Records from a data source:
━━━━━━━━
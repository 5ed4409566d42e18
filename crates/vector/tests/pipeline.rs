mod common;

use common::{payload, pool, source, MockEmbedder};
use semsearch_common::SemsearchError;
use semsearch_vector::{
    Filter, IngestConfig, IngestionPipeline, QueryConfig, QueryEngine, QueryOptions, SourceRecord,
    VectorStore,
};
use serde_json::json;
use std::collections::HashSet;
use std::sync::atomic::{AtomicUsize, Ordering};
use std::sync::Arc;
use tokio_util::sync::CancellationToken;

fn products() -> Vec<SourceRecord> {
    vec![
        source("p1", "oak desk with drawers", json!({"name": "Oak Desk", "price": 240, "category": "furniture"})),
        source("p2", "led desk lamp", json!({"name": "Desk Lamp", "price": 25, "category": "lighting"})),
        source("p3", "ergonomic office chair", json!({"name": "Chair", "price": 180, "category": "furniture"})),
        source("p4", "usb-c charging cable", json!({"name": "Cable", "price": 9, "category": "electronics"})),
        source("p5", "wireless keyboard", json!({"name": "Keyboard", "price": 45, "category": "electronics"})),
    ]
}

fn setup(embedder: MockEmbedder) -> (Arc<MockEmbedder>, Arc<VectorStore>, IngestionPipeline, QueryEngine) {
    let embedder = Arc::new(embedder);
    let collection = Arc::new(VectorStore::in_memory("products", "mock-embed"));
    let pipeline = IngestionPipeline::new(collection.clone(), pool(embedder.clone()), IngestConfig::default());
    let engine = QueryEngine::new(collection.clone(), pool(embedder.clone()), QueryConfig::default());
    (embedder, collection, pipeline, engine)
}

#[tokio::test]
async fn reseed_reports_partial_failure() {
    let (embedder, collection, pipeline, engine) =
        setup(MockEmbedder::new("mock-embed").failing_on("usb-c charging cable"));

    let report = pipeline.reseed(products(), &CancellationToken::new()).await.unwrap();
    assert_eq!(report.total, 5);
    assert_eq!(report.succeeded, 4);
    assert_eq!(report.failed, 1);
    assert!(!report.cancelled);
    assert_eq!(report.failures[0].id, "p4");
    assert_eq!(report.failures[0].attempts, 3);
    // 4 successes + 3 attempts for the failing record
    assert_eq!(embedder.calls(), 7);

    let results = engine
        .query("desk", &QueryOptions::new(100).with_num_candidates(100))
        .await
        .unwrap();
    let ids: HashSet<&str> = results.iter().map(|r| r.id.as_str()).collect();
    assert_eq!(results.len(), 4);
    assert_eq!(ids.len(), 4);
    assert!(!ids.contains("p4"));
    assert!(collection.check_consistency().is_consistent());
}

#[tokio::test]
async fn empty_query_never_calls_the_embedder() {
    let (embedder, _collection, _pipeline, engine) = setup(MockEmbedder::new("mock-embed"));

    for text in ["", "   \n"] {
        let err = engine.query(text, &QueryOptions::new(5)).await.unwrap_err();
        assert!(matches!(err, SemsearchError::InvalidQuery(_)));
    }
    assert_eq!(embedder.calls(), 0);
}

#[tokio::test]
async fn query_parameters_are_validated_before_embedding() {
    let (embedder, _collection, _pipeline, engine) = setup(MockEmbedder::new("mock-embed"));

    let zero = engine.query("lamp", &QueryOptions::new(0)).await.unwrap_err();
    assert!(matches!(zero, SemsearchError::InvalidParameter(_)));

    let small_budget = QueryOptions::new(10).with_num_candidates(5);
    let err = engine.query("lamp", &small_budget).await.unwrap_err();
    assert!(matches!(err, SemsearchError::InvalidParameter(_)));
    assert_eq!(embedder.calls(), 0);
}

#[tokio::test]
async fn query_ranks_filters_and_projects() {
    let embedder = MockEmbedder::new("mock-embed")
        .with_vector("A", vec![1.0, 0.0])
        .with_vector("B", vec![0.9, 0.1])
        .with_vector("C", vec![0.0, 1.0])
        .with_vector("east", vec![1.0, 0.0]);
    let (_embedder, _collection, pipeline, engine) = setup(embedder);

    let records = vec![
        source("A", "A", json!({"name": "alpha", "stock": 0})),
        source("B", "B", json!({"name": "beta", "stock": 4})),
        source("C", "C", json!({"name": "gamma", "stock": 9})),
    ];
    let report = pipeline.reseed(records, &CancellationToken::new()).await.unwrap();
    assert!(report.is_complete());

    let top = engine.query("east", &QueryOptions::new(2)).await.unwrap();
    let ids: Vec<&str> = top.iter().map(|r| r.id.as_str()).collect();
    assert_eq!(ids, vec!["A", "B"]);
    assert!(top[0].score >= top[1].score);

    let in_stock = QueryOptions::new(2)
        .with_filter(Filter::parse("stock>0").unwrap())
        .with_projection(["name"]);
    let filtered = engine.query("east", &in_stock).await.unwrap();
    let ids: Vec<&str> = filtered.iter().map(|r| r.id.as_str()).collect();
    assert_eq!(ids, vec!["B", "C"]);
    assert_eq!(filtered[0].payload, payload(json!({"name": "beta"})));

    let direct = engine.query_vector(&[0.0, 1.0], &QueryOptions::new(1)).unwrap();
    assert_eq!(direct[0].id, "C");
}

#[tokio::test]
async fn incremental_ingest_skips_unchanged_records() {
    let (embedder, collection, pipeline, _engine) = setup(MockEmbedder::new("mock-embed"));
    let cancel = CancellationToken::new();

    pipeline.ingest(products(), &cancel).await.unwrap();
    assert_eq!(embedder.calls(), 5);

    let mut changed = products();
    changed[1].text = "led desk lamp, dimmable".to_string();
    let report = pipeline.ingest(changed, &cancel).await.unwrap();
    assert_eq!(report.succeeded, 1);
    assert_eq!(report.skipped, 4);
    assert_eq!(embedder.calls(), 6);
    assert_eq!(collection.get("p2").unwrap().version, 2);
    assert_eq!(collection.get("p1").unwrap().version, 1);
}

#[tokio::test]
async fn records_without_ids_get_generated_ones() {
    let (_embedder, collection, pipeline, _engine) = setup(MockEmbedder::new("mock-embed"));
    let records = vec![
        SourceRecord::new(None, payload(json!({"n": 1})), "first"),
        SourceRecord::new(None, payload(json!({"n": 2})), "second"),
        SourceRecord::new(None, payload(json!({"n": 3})), "  "),
    ];

    let report = pipeline.reseed(records, &CancellationToken::new()).await.unwrap();
    assert_eq!(report.succeeded, 2);
    assert_eq!(report.failed, 1);
    assert_eq!(report.failures[0].attempts, 0);

    let ids = collection.ids();
    assert_eq!(ids.len(), 2);
    assert!(ids.iter().all(|id| uuid::Uuid::parse_str(id).is_ok()));
}

#[tokio::test]
async fn reseed_replaces_previous_contents_and_retags() {
    let first = Arc::new(MockEmbedder::new("model-a"));
    let collection = Arc::new(VectorStore::in_memory("products", "model-a"));
    let pipeline = IngestionPipeline::new(collection.clone(), pool(first), IngestConfig::default());
    pipeline.reseed(products(), &CancellationToken::new()).await.unwrap();
    assert_eq!(collection.len(), 5);

    let second = Arc::new(MockEmbedder::new("model-b"));
    let engine = QueryEngine::new(collection.clone(), pool(second.clone()), QueryConfig::default());
    let err = engine.query("desk", &QueryOptions::new(3)).await.unwrap_err();
    assert!(matches!(err, SemsearchError::IncompatibleModel { .. }));
    assert_eq!(second.calls(), 0);

    let incremental = IngestionPipeline::new(collection.clone(), pool(second.clone()), IngestConfig::default());
    let err = incremental.ingest(products(), &CancellationToken::new()).await.unwrap_err();
    assert!(matches!(err, SemsearchError::IncompatibleModel { .. }));

    let report = incremental
        .reseed(products()[..2].to_vec(), &CancellationToken::new())
        .await
        .unwrap();
    assert_eq!(report.succeeded, 2);
    assert_eq!(collection.embedding_model(), "model-b");
    assert_eq!(collection.ids(), vec!["p1", "p2"]);
    assert_eq!(engine.query("desk", &QueryOptions::new(3)).await.unwrap().len(), 2);
}

#[tokio::test]
async fn cancelled_reseed_starts_nothing() {
    let (embedder, collection, pipeline, engine) = setup(MockEmbedder::new("mock-embed"));
    let cancel = CancellationToken::new();
    cancel.cancel();

    let report = pipeline.reseed(products(), &cancel).await.unwrap();
    assert!(report.cancelled);
    assert_eq!(report.succeeded + report.failed, 0);
    assert_eq!(embedder.calls(), 0);
    assert!(collection.is_empty());

    let err = engine
        .query_cancellable("desk", &QueryOptions::new(1), &cancel)
        .await
        .unwrap_err();
    assert!(matches!(err, SemsearchError::Cancelled));
}

#[tokio::test]
async fn progress_is_reported_per_record() {
    let (_embedder, _collection, pipeline, _engine) = setup(MockEmbedder::new("mock-embed"));
    let seen = Arc::new(AtomicUsize::new(0));
    let counter = seen.clone();
    let pipeline = pipeline.with_progress(move |done, total| {
        assert!(done <= total);
        counter.fetch_add(1, Ordering::SeqCst);
    });

    pipeline.reseed(products(), &CancellationToken::new()).await.unwrap();
    assert_eq!(seen.load(Ordering::SeqCst), 5);
}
━━━━━━━━
### About this task
Reproduce only the lines above spanning from the line containing "assert_eq!(report.succeeded + report.failed, 0);" through the line containing "let pipeline = pipeline.with_progress(move", word for word.

### Response for this exercise
    assert_eq!(report.succeeded + report.failed, 0);
    assert_eq!(embedder.calls(), 0);
    assert!(collection.is_empty());

    let err = engine
        .query_cancellable("desk", &QueryOptions::new(1), &cancel)
        .await
        .unwrap_err();
    assert!(matches!(err, SemsearchError::Cancelled));
}

#[tokio::test]
async fn progress_is_reported_per_record() {
    let (_embedder, _collection, pipeline, _engine) = setup(MockEmbedder::new("mock-embed"));
    let seen = Arc::new(AtomicUsize::new(0));
    let counter = seen.clone();
    let pipeline = pipeline.with_progress(move |done, total| {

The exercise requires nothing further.